NAIROBI, Kenya, Apr 7 – Kenya’s private sector activity declined in March, ending a six-month growth streak as weak consumer spending and global disruptions weighed on businesses.

The Stanbic Bank Kenya Purchasing Managers’ Index fell to 47.7 in March from 50.4 in February, signaling a contraction in operating conditions for the first time since August 2025.

According to Standard Bank Group economist Christopher Legilisho, the slowdown reflects both demand-side and supply-side pressures.

“The weaker PMI reflects softer spending power constraining demand and concerns about the war in the Middle East,” he said.

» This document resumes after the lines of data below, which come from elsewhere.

//! PostgreSQL-backed product and membership repository.

use async_trait::async_trait;
use bugzot_application::{
    Committed, ProductChanges, ProductFilter, ProductMember, ProductRepository,
};
use bugzot_core::{AppError, AppResult};
use bugzot_domain::{NewAuditEntry, Product, ProductId, ProductMembership, Role, UserId};
use chrono::{DateTime, Utc};
use sqlx::{FromRow, PgPool};
use uuid::Uuid;

use crate::postgres_support::{
    append_audit_entry, begin_serializable, commit, map_sqlx_error, retry_serializable,
};

/// PostgreSQL implementation of the product repository port.
#[derive(Clone)]
pub struct PostgresProductRepository {
    pool: PgPool,
}

impl PostgresProductRepository {
    /// Creates a repository with the provided connection pool.
    #[must_use]
    pub fn new(pool: PgPool) -> Self {
        Self { pool }
    }
}

#[derive(Debug, FromRow)]
struct ProductRow {
    id: Uuid,
    name: String,
    description: Option<String>,
    is_active: bool,
    is_deleted: bool,
    created_at: DateTime<Utc>,
    updated_at: DateTime<Utc>,
}

impl From<ProductRow> for Product {
    fn from(row: ProductRow) -> Self {
        Self {
            id: ProductId::from_uuid(row.id),
            name: row.name,
            description: row.description,
            is_active: row.is_active,
            is_deleted: row.is_deleted,
            created_at: row.created_at,
            updated_at: row.updated_at,
        }
    }
}

mod membership;

#[async_trait]
impl ProductRepository for PostgresProductRepository {
    async fn find_product(&self, product_id: ProductId) -> AppResult<Option<Product>> {
        let row = sqlx::query_as::<_, ProductRow>(
            r#"
            SELECT id, name, description, is_active, is_deleted, created_at, updated_at
            FROM products
            WHERE id = $1
            "#,
        )
        .bind(product_id.as_uuid())
        .fetch_optional(&self.pool)
        .await
        .map_err(|error| map_sqlx_error(error, "find product"))?;

        Ok(row.map(Product::from))
    }

    async fn list_products(&self, filter: &ProductFilter) -> AppResult<Vec<Product>> {
        let rows = sqlx::query_as::<_, ProductRow>(
            r#"
            SELECT id, name, description, is_active, is_deleted, created_at, updated_at
            FROM products
            WHERE NOT is_deleted
              AND ($1::TEXT IS NULL OR strpos(lower(name), lower($1)) > 0)
              AND ($2::BOOLEAN IS NULL OR is_active = $2)
            ORDER BY name ASC
            "#,
        )
        .bind(filter.search.as_deref())
        .bind(filter.is_active)
        .fetch_all(&self.pool)
        .await
        .map_err(|error| map_sqlx_error(error, "list products"))?;

        Ok(rows.into_iter().map(Product::from).collect())
    }

    async fn create_product(
        &self,
        product: Product,
        audit: NewAuditEntry,
    ) -> AppResult<Committed<Product>> {
        retry_serializable("create product", || {
            self.attempt_create_product(product.clone(), audit.clone())
        })
        .await
    }

    async fn update_product(
        &self,
        product_id: ProductId,
        changes: ProductChanges,
        audit: NewAuditEntry,
    ) -> AppResult<Committed<Product>> {
        retry_serializable("update product", || {
            self.attempt_update_product(product_id, changes.clone(), audit.clone())
        })
        .await
    }

    async fn soft_delete_product(
        &self,
        product_id: ProductId,
        audit: NewAuditEntry,
    ) -> AppResult<Committed<Product>> {
        retry_serializable("soft delete product", || {
            self.attempt_soft_delete_product(product_id, audit.clone())
        })
        .await
    }

    async fn list_members(&self, product_id: ProductId) -> AppResult<Vec<ProductMember>> {
        self.list_members_impl(product_id).await
    }

    async fn set_member(
        &self,
        product_id: ProductId,
        user_id: UserId,
        role_override: Option<Role>,
        audit: NewAuditEntry,
    ) -> AppResult<Committed<ProductMembership>> {
        self.set_member_impl(product_id, user_id, role_override, audit)
            .await
    }

    async fn remove_member(
        &self,
        product_id: ProductId,
        user_id: UserId,
        audit: NewAuditEntry,
    ) -> AppResult<Committed<()>> {
        self.remove_member_impl(product_id, user_id, audit).await
    }
}

impl PostgresProductRepository {
    async fn attempt_create_product(
        &self,
        product: Product,
        audit: NewAuditEntry,
    ) -> AppResult<Committed<Product>> {
        let mut transaction = begin_serializable(&self.pool).await?;

        let row = sqlx::query_as::<_, ProductRow>(
            r#"
            INSERT INTO products (id, name, description, is_active, created_at, updated_at)
            VALUES ($1, $2, $3, $4, $5, $5)
            RETURNING id, name, description, is_active, is_deleted, created_at, updated_at
            "#,
        )
        .bind(product.id.as_uuid())
        .bind(&product.name)
        .bind(&product.description)
        .bind(product.is_active)
        .bind(product.created_at)
        .fetch_one(&mut *transaction)
        .await
        .map_err(|error| match map_sqlx_error(error, "create product") {
            AppError::Conflict(_) => {
                AppError::Conflict(format!("product name '{}' is already taken", product.name))
            }
            other => other,
        })?;

        let sequence = append_audit_entry(&mut transaction, &audit).await?;
        commit(transaction, "commit product creation").await?;

        Ok(Committed::new(Product::from(row), sequence))
    }

    async fn attempt_update_product(
        &self,
        product_id: ProductId,
        changes: ProductChanges,
        audit: NewAuditEntry,
    ) -> AppResult<Committed<Product>> {
        let mut transaction = begin_serializable(&self.pool).await?;

        let clears_or_sets_description = changes.description.is_some();
        let row = sqlx::query_as::<_, ProductRow>(
            r#"
            UPDATE products
            SET name = COALESCE($2, name),
                description = CASE WHEN $3 THEN $4 ELSE description END,
                is_active = COALESCE($5, is_active),
                updated_at = now()
            WHERE id = $1 AND NOT is_deleted
            RETURNING id, name, description, is_active, is_deleted, created_at, updated_at
            "#,
        )
        .bind(product_id.as_uuid())
        .bind(changes.name)
        .bind(clears_or_sets_description)
        .bind(changes.description.flatten())
        .bind(changes.is_active)
        .fetch_optional(&mut *transaction)
        .await
        .map_err(|error| map_sqlx_error(error, "update product"))?
        .ok_or_else(|| product_not_found(product_id))?;

        let sequence = append_audit_entry(&mut transaction, &audit).await?;
        commit(transaction, "commit product update").await?;

        Ok(Committed::new(Product::from(row), sequence))
    }

    async fn attempt_soft_delete_product(
        &self,
        product_id: ProductId,
        audit: NewAuditEntry,
    ) -> AppResult<Committed<Product>> {
        let mut transaction = begin_serializable(&self.pool).await?;

        let locked = sqlx::query_scalar::<_, Uuid>(
            r#"
            SELECT id FROM products
            WHERE id = $1 AND NOT is_deleted
            FOR UPDATE
            "#,
        )
        .bind(product_id.as_uuid())
        .fetch_optional(&mut *transaction)
        .await
        .map_err(|error| map_sqlx_error(error, "lock product"))?;
        if locked.is_none() {
            return Err(product_not_found(product_id));
        }

        let open_bugs = sqlx::query_scalar::<_, i64>(
            r#"
            SELECT COUNT(*) FROM bugs
            WHERE product_id = $1 AND status <> 'closed'
            "#,
        )
        .bind(product_id.as_uuid())
        .fetch_one(&mut *transaction)
        .await
        .map_err(|error| map_sqlx_error(error, "count open bugs"))?;
        if open_bugs > 0 {
            return Err(AppError::Conflict(format!(
                "product '{product_id}' still has {open_bugs} bug(s) that are not closed"
            )));
        }

        let row = sqlx::query_as::<_, ProductRow>(
            r#"
            UPDATE products
            SET is_deleted = TRUE, is_active = FALSE, updated_at = now()
            WHERE id = $1
            RETURNING id, name, description, is_active, is_deleted, created_at, updated_at
            "#,
        )
        .bind(product_id.as_uuid())
        .fetch_one(&mut *transaction)
        .await
        .map_err(|error| map_sqlx_error(error, "delete product"))?;

        let sequence = append_audit_entry(&mut transaction, &audit).await?;
        commit(transaction, "commit product deletion").await?;

        Ok(Committed::new(Product::from(row), sequence))
    }
}

fn product_not_found(product_id: ProductId) -> AppError {
    AppError::NotFound(format!("product '{product_id}' not found"))
}

#[cfg(test)]
mod tests;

The contraction was largely driven by reduced consumer demand, with firms reporting declines in output and new orders. Retail and services sectors were among the hardest hit as households cut spending.

At the same time, businesses faced rising fuel, transport, and shipping costs linked to ongoing geopolitical tensions, further squeezing margins.

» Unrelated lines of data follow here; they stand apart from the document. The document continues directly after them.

use bugzot_domain::Comment;
use serde::{Deserialize, Serialize};
use ts_rs::TS;

/// Incoming payload for posting a comment. Visibility defaults to public.
#[derive(Debug, Deserialize, TS)]
#[ts(
    export,
    export_to = "../../../packages/api-types/src/generated/create-comment-request.ts"
)]
pub struct CreateCommentRequest {
    pub body: String,
    pub visibility: Option<String>,
}

/// Incoming payload for editing a comment.
#[derive(Debug, Deserialize, TS)]
#[ts(
    export,
    export_to = "../../../packages/api-types/src/generated/update-comment-request.ts"
)]
pub struct UpdateCommentRequest {
    pub body: String,
}

/// API representation of a comment.
#[derive(Debug, Serialize, TS)]
#[ts(
    export,
    export_to = "../../../packages/api-types/src/generated/comment-response.ts"
)]
pub struct CommentResponse {
    pub id: String,
    pub bug_id: String,
    pub author_id: String,
    pub visibility: String,
    pub body: String,
    pub created_at: String,
    pub updated_at: String,
}

impl From<Comment> for CommentResponse {
    fn from(value: Comment) -> Self {
        Self {
            id: value.id.to_string(),
            bug_id: value.bug_id.to_string(),
            author_id: value.author_id.to_string(),
            visibility: value.visibility.as_str().to_owned(),
            body: value.body,
            created_at: value.created_at.to_rfc3339(),
            updated_at: value.updated_at.to_rfc3339(),
        }
    }
}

Firms responded by scaling back inventories and input purchases, although employment levels remained relatively stable, supported by hiring in the agricultural sector.

Cost pressures remained elevated, with companies citing higher taxes and logistics expenses. However, weak demand limited their ability to pass on these costs to consumers.

Despite the downturn, about one-fifth of firms expressed optimism about growth over the next 12 months, supported by plans to expand operations, invest in digital marketing, and diversify products.

The report also showed a decline in backlogs of work—the first in nearly six years—indicating a broader slowdown in business activity.

Overall, the March PMI highlights the impact of external shocks and constrained domestic demand on Kenyan businesses, even as some firms pursue growth strategies.